دخان المدخنين وجودة الهواء داخل المباني العامة في مدينة غزة

عزالدين ابو العيش، أ. ب. سيدينبرغ، ر. د. كينيدي، ف. و. ريس

الخلاصـة: يعد دخان المدخنين من الأسباب الرئيسية للأمراض وللوفيات التي يمكن تَوَقِّيها في إقليم شرق المتوسط. وقد هدف الباحثون إلى تقييم آثار دخان المدخنين على جودة الهواء وعلى الجسيمات المعلقة التي يمكن استنشاقها (MP2.5) والتي تنبعث خلال تدخين السجاير والشيشة، فقاسوا تلك الجسيمات داخل وخارج مواقع عامة، منها 18 موقعاً يسمح بالتدخين و5 مواقع لا تسمح بالتدخين في مدينة غزة. فوجدوا أن المستوى الدارج median للتعرض للجسيمات MP2.5 في المواقع التي تسمح بالتدخين يعادل 117 مكروغرام/م3، أي أكثر من أربعة أضعاف ما تَنُصُّ عليه الدلائل الإرشادية لمنظمة الصحة العالمية للتعرض اليومي للجسيمات MP2.5 وهو 25 مكروغرام/م3. وقد كان المستوى الدارج للجسيمات MP2.5 داخل المواقع التي تسمح بالتدخين 117 مكروغرام/م3 أعلى بقدرٍ يُعتدُّ به إحصائياً مما هو عليه في المواقع الخارجية (43 مكروغرام/م3)، وأعلى بقدرٍ يُعتدُّ به إحصائياً من المستوى الدارج داخل المواقع التي لا تسمح بالتدخين (40 مكروغرام/م3). وبالمقابل فإن مستويات الجسيمات في خارج المواقع التي لا تسمح بالتدخين (35 مكروغرام/م3) لم تختلف عن المستويات المناظرة داخل المباني (40 مكروغرام/م3). وخلص الباحثون إلى أن حماية الموظفين وعامة الناس من التعرض لدخان المدخنين يستوجب سياسات لحظر التدخين في المناطق العامة في مدينة غزة.

ABSTRACT Second-hand smoke is a major cause of preventable disease and death in the Eastern Mediterranean Region. To assess how second-hand smoke impacts air quality, respirable suspended particles (PM2.5), which are emitted during cigarette and waterpipe smoking, were measured inside and outside of 18 smoking and 5 non-smoking public venues in Gaza city. Median PM2.5 level inside the smoking venues was 117 µg/m3, which exceeds the WHO guidelines for daily PM2.5 exposure (25 µg/m3) by more than 4-fold. The median level inside the smoking venues (117 µg/m3) was significantly higher than outside the venues (43 µg/m3), and significantly higher than the median level inside non-smoking venues (40 µg/m3). By contrast, particulate levels outside non-smoking venues (35 µg/m3) did not differ from the corresponding levels inside (40 µg/m3). To protect employees and the public from second-hand smoke exposure, policies prohibiting smoking in public places are needed in Gaza city.

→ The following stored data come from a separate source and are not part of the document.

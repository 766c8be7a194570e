//! Connectivity layer abstraction
//!
//! A [`PeerConnector`] creates a [`PeerLink`] plus a stream of
//! [`PeerEvent`]s. Links own one logical message channel; events report
//! connectivity changes and channel traffic.

use crate::config::ChannelConfig;
use crate::Result;
use async_trait::async_trait;
use std::sync::Arc;
use tokio::sync::mpsc;

/// Connectivity state as reported by the underlying layer
#[derive(Clone, Copy, Debug, PartialEq, Eq)]
pub enum Connectivity {
    New,
    Checking,
    Connected,
    Completed,
    Disconnected,
    Failed,
    Closed,
}

impl std::fmt::Display for Connectivity {
    fn fmt(&self, f: &mut std::fmt::Formatter<'_>) -> std::fmt::Result {
        let name = match self {
            Connectivity::New => "new",
            Connectivity::Checking => "checking",
            Connectivity::Connected => "connected",
            Connectivity::Completed => "completed",
            Connectivity::Disconnected => "disconnected",
            Connectivity::Failed => "failed",
            Connectivity::Closed => "closed",
        };
        write!(f, "{}", name)
    }
}

/// Something happened on the link
#[derive(Clone, Debug, PartialEq, Eq)]
pub enum PeerEvent {
    Connectivity(Connectivity),
    /// The message channel is usable
    ChannelOpen,
    /// Text frame received on the message channel
    ChannelMessage(String),
    /// The message channel closed
    ChannelClosed,
}

/// Message channel parameters
#[derive(Clone, Debug, PartialEq, Eq)]
pub struct ChannelOptions {
    pub label: String,
    pub ordered: bool,
    pub max_retransmits: u16,
}

impl From<&ChannelConfig> for ChannelOptions {
    fn from(config: &ChannelConfig) -> Self {
        Self {
            label: config.label.clone(),
            ordered: config.ordered,
            max_retransmits: config.max_retransmits,
        }
    }
}

/// What a connector needs to build a link
#[derive(Clone, Debug)]
pub struct LinkRequest {
    pub ice_servers: Vec<String>,
    /// Ephemeral credential from session negotiation
    pub credential: String,
}

/// One peer connection
#[async_trait]
pub trait PeerLink: Send + Sync {
    /// Attach the local audio track
    async fn add_local_audio(&self) -> Result<()>;

    /// Create the message channel. Called before the offer, and again for
    /// a channel-level reconnect.
    async fn create_channel(&self, options: &ChannelOptions) -> Result<()>;

    /// Create and apply the local offer. `None` when the link needs no
    /// SDP exchange.
    async fn create_offer(&self) -> Result<Option<String>>;

    /// Resolves once candidate gathering is complete
    async fn ice_gathering_complete(&self);

    /// Local description including gathered candidates
    async fn local_description(&self) -> Result<String>;

    async fn apply_answer(&self, sdp: String) -> Result<()>;

    /// Send a text frame on the message channel
    fn send(&self, text: &str) -> Result<()>;

    async fn close(&self);
}

/// Event stream paired with a link
pub type PeerEvents = mpsc::UnboundedReceiver<PeerEvent>;

/// Creates links
#[async_trait]
pub trait PeerConnector: Send + Sync {
    async fn connect(&self, request: LinkRequest) -> Result<(Arc<dyn PeerLink>, PeerEvents)>;
}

Tabagisme passif et qualité de l'air intérieur dans des lieux publics de la ville de Gaza

RÉSUMÉ Le tabagisme passif est une cause majeure de morbi-mortalité évitable dans la Région de la Méditerranée orientale. Pour évaluer l'impact du tabagisme passif sur la qualité de l'air, les particules respirables en suspension (PM2,5) émises pendant la consommation de cigarettes et de pipes à eau ont été mesurées à l'intérieur et à l'extérieur de 18 lieux publics fumeurs et 5 lieux publics non-fumeurs de la ville de Gaza. Le taux de PM2,5 moyen à l'intérieur des lieux fumeurs était de 117 µg/m3, un taux plus de quatre fois supérieur aux recommandations de l'Organisation mondiale de la Santé pour l'exposition quotidienne aux particules fines (25 µg/m3). Le taux intérieur médian des lieux fumeurs (117 µg/m3) était nettement supérieur au taux extérieur (43 µg/m3) et significativement supérieur au taux intérieur médian des lieux non-fumeurs (40 µg/m3). En revanche, les taux de particules à l'extérieur des lieux non-fumeurs (35 µg/m3) et à l'intérieur de ces mêmes lieux (40 µg/m3) étaient similaires. Afin de protéger les employés et le public de l'exposition au tabagisme passif, des politiques interdisant le tabagisme dans les lieux publics sont nécessaires dans la ville de Gaza.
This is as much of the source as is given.